» WHAT THE TASK ASKS: Starting at the line that holds "let (Some(whole), Some(inner))" and stopping at the line that holds "through bold splitting.", restate the records below word for word, with both of those lines included.

» Dataset entries:

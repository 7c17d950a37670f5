//! Inline tokenization: line breaks, then links, then bold.

use std::sync::LazyLock;

use regex::Regex;

use crate::types::InlineSpan;

/// `**text**`, non-greedy, never crossing a newline.
static BOLD_PATTERN: LazyLock<Regex> =
    LazyLock::new(|| return Regex::new(r"\*\*(.*?)\*\*").expect("valid regex"));

/// `<br>`, `<br/>`, `<br />` in any case.
static LINE_BREAK_PATTERN: LazyLock<Regex> =
    LazyLock::new(|| return Regex::new(r"(?i)<br\s*/?>").expect("valid regex"));

/// `[label](url)` with a non-empty label and url.
static LINK_PATTERN: LazyLock<Regex> =
    LazyLock::new(|| return Regex::new(r"\[([^\]]+)\]\(([^)]+)\)").expect("valid regex"));

impl InlineSpan {
    /// Text of the span with all markup removed. Line breaks become `\n`.
    pub fn text(&self) -> String {
        return match self {
            Self::Bold(text) | Self::PlainText(text) => text.clone(),
            Self::LineBreak => "\n".to_string(),
            Self::Link { label, .. } => plain_text(&label_spans(label)),
        };
    }
}

/// Tokenize a link label. Labels may carry bold markup but never nested links
/// or line breaks.
pub fn label_spans(label: &str) -> Vec<InlineSpan> {
    let mut spans = Vec::new();
    push_bold_spans(label, &mut spans);
    return spans;
}

/// Concatenate the markup-free text of every span.
pub fn plain_text(spans: &[InlineSpan]) -> String {
    return spans.iter().map(InlineSpan::text).collect();
}

/// Push `text` as a plain span unless it is empty.
fn push_plain(text: &str, spans: &mut Vec<InlineSpan>) {
    if !text.is_empty() {
        spans.push(InlineSpan::PlainText(text.to_string()));
    }
}

/// Split plain text on bold delimiters. Unpaired `**` stays literal.
fn push_bold_spans(text: &str, spans: &mut Vec<InlineSpan>) {
    let mut last = 0_usize;
    for cap in BOLD_PATTERN.captures_iter(text) {
        let (Some(whole), Some(inner)) = (cap.get(0), cap.get(1)) else {
            continue;
        };
        push_plain(text.get(last..whole.start()).unwrap_or_default(), spans);
        spans.push(InlineSpan::Bold(inner.as_str().to_string()));
        last = whole.end();
    }
    push_plain(text.get(last..).unwrap_or_default(), spans);
}

/// Extract links left to right; the text around them goes through bold splitting.
fn push_link_spans(segment: &str, spans: &mut Vec<InlineSpan>) {
    let mut last = 0_usize;
    for cap in LINK_PATTERN.captures_iter(segment) {
        let (Some(whole), Some(label), Some(url)) = (cap.get(0), cap.get(1), cap.get(2)) else {
            continue;
        };
        push_bold_spans(segment.get(last..whole.start()).unwrap_or_default(), spans);
        spans.push(InlineSpan::Link {
            label: label.as_str().to_string(),
            url: url.as_str().to_string(),
        });
        last = whole.end();
    }
    push_bold_spans(segment.get(last..).unwrap_or_default(), spans);
}

/// Render spans back to markdown source. Line breaks normalize to `<br>`.
#[cfg(test)]
pub fn spans_to_markdown(spans: &[InlineSpan]) -> String {
    let mut out = String::new();
    for span in spans {
        match span {
            InlineSpan::Bold(text) => {
                out.push_str("**");
                out.push_str(text);
                out.push_str("**");
            },
            InlineSpan::LineBreak => out.push_str("<br>"),
            InlineSpan::Link { label, url } => {
                out.push('[');
                out.push_str(label);
                out.push_str("](");
                out.push_str(url);
                out.push(')');
            },
            InlineSpan::PlainText(text) => out.push_str(text),
        }
    }
    return out;
}

/// Tokenize one logical line into inline spans.
///
/// Precedence is fixed: explicit `<br>` markers split the line first, each
/// segment is scanned for links, and only the text outside links is split on
/// bold delimiters. Empty plain fragments are not emitted.
pub fn tokenize_inline(text: &str) -> Vec<InlineSpan> {
    let mut spans = Vec::new();
    for (idx, segment) in LINE_BREAK_PATTERN.split(text).enumerate() {
        if idx > 0 {
            spans.push(InlineSpan::LineBreak);
        }
        push_link_spans(segment, &mut spans);
    }
    return spans;
}

#[cfg(test)]
mod tests {
    use super::*;

    fn plain(text: &str) -> InlineSpan {
        InlineSpan::PlainText(text.to_string())
    }

    #[test]
    fn plain_line_is_single_span() {
        assert_eq!(tokenize_inline("hello world"), vec![plain("hello world")]);
    }

    #[test]
    fn empty_line_has_no_spans() {
        assert!(tokenize_inline("").is_empty());
    }

    #[test]
    fn splits_bold_from_surrounding_text() {
        assert_eq!(
            tokenize_inline("a **b** c"),
            vec![plain("a "), InlineSpan::Bold("b".to_string()), plain(" c")]
        );
    }

    #[test]
    fn unmatched_bold_marker_is_literal() {
        assert_eq!(tokenize_inline("2 ** 3"), vec![plain("2 ** 3")]);
    }

    #[test]
    fn links_keep_text_around_them() {
        assert_eq!(
            tokenize_inline("see [docs](https://x.io) and [more](/m)!"),
            vec![
                plain("see "),
                InlineSpan::Link { label: "docs".to_string(), url: "https://x.io".to_string() },
                plain(" and "),
                InlineSpan::Link { label: "more".to_string(), url: "/m".to_string() },
                plain("!"),
            ]
        );
    }

    #[test]
    fn line_break_variants_split_segments() {
        let spans = tokenize_inline("a<br>b<BR/>c<br />d");
        assert_eq!(
            spans,
            vec![
                plain("a"),
                InlineSpan::LineBreak,
                plain("b"),
                InlineSpan::LineBreak,
                plain("c"),
                InlineSpan::LineBreak,
                plain("d"),
            ]
        );
    }

    #[test]
    fn link_extraction_runs_before_bold() {
        let spans = tokenize_inline("[**bold link**](http://x)");
        assert_eq!(
            spans,
            vec![InlineSpan::Link { label: "**bold link**".to_string(), url: "http://x".to_string() }]
        );
        assert_eq!(label_spans("**bold link**"), vec![InlineSpan::Bold("bold link".to_string())]);
        assert_eq!(plain_text(&spans), "bold link");
    }

    #[test]
    fn plain_text_drops_markup_only() {
        let line = "x **y** [z](u) w";
        assert_eq!(plain_text(&tokenize_inline(line)), "x y z w");
    }

    #[test]
    fn markdown_round_trip_is_stable() {
        for line in [
            "a **b** c",
            "[**bold link**](http://x) tail",
            "one<br/>two ** three",
            "****",
            "[a](b)[c](d)",
        ] {
            let spans = tokenize_inline(line);
            assert_eq!(tokenize_inline(&spans_to_markdown(&spans)), spans, "line: {line}");
        }
    }
}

» ANSWER BOX:
        let (Some(whole), Some(inner)) = (cap.get(0), cap.get(1)) else {
            continue;
        };
        push_plain(text.get(last..whole.start()).unwrap_or_default(), spans);
        spans.push(InlineSpan::Bold(inner.as_str().to_string()));
        last = whole.end();
    }
    push_plain(text.get(last..).unwrap_or_default(), spans);
}

/// Extract links left to right; the text around them goes through bold splitting.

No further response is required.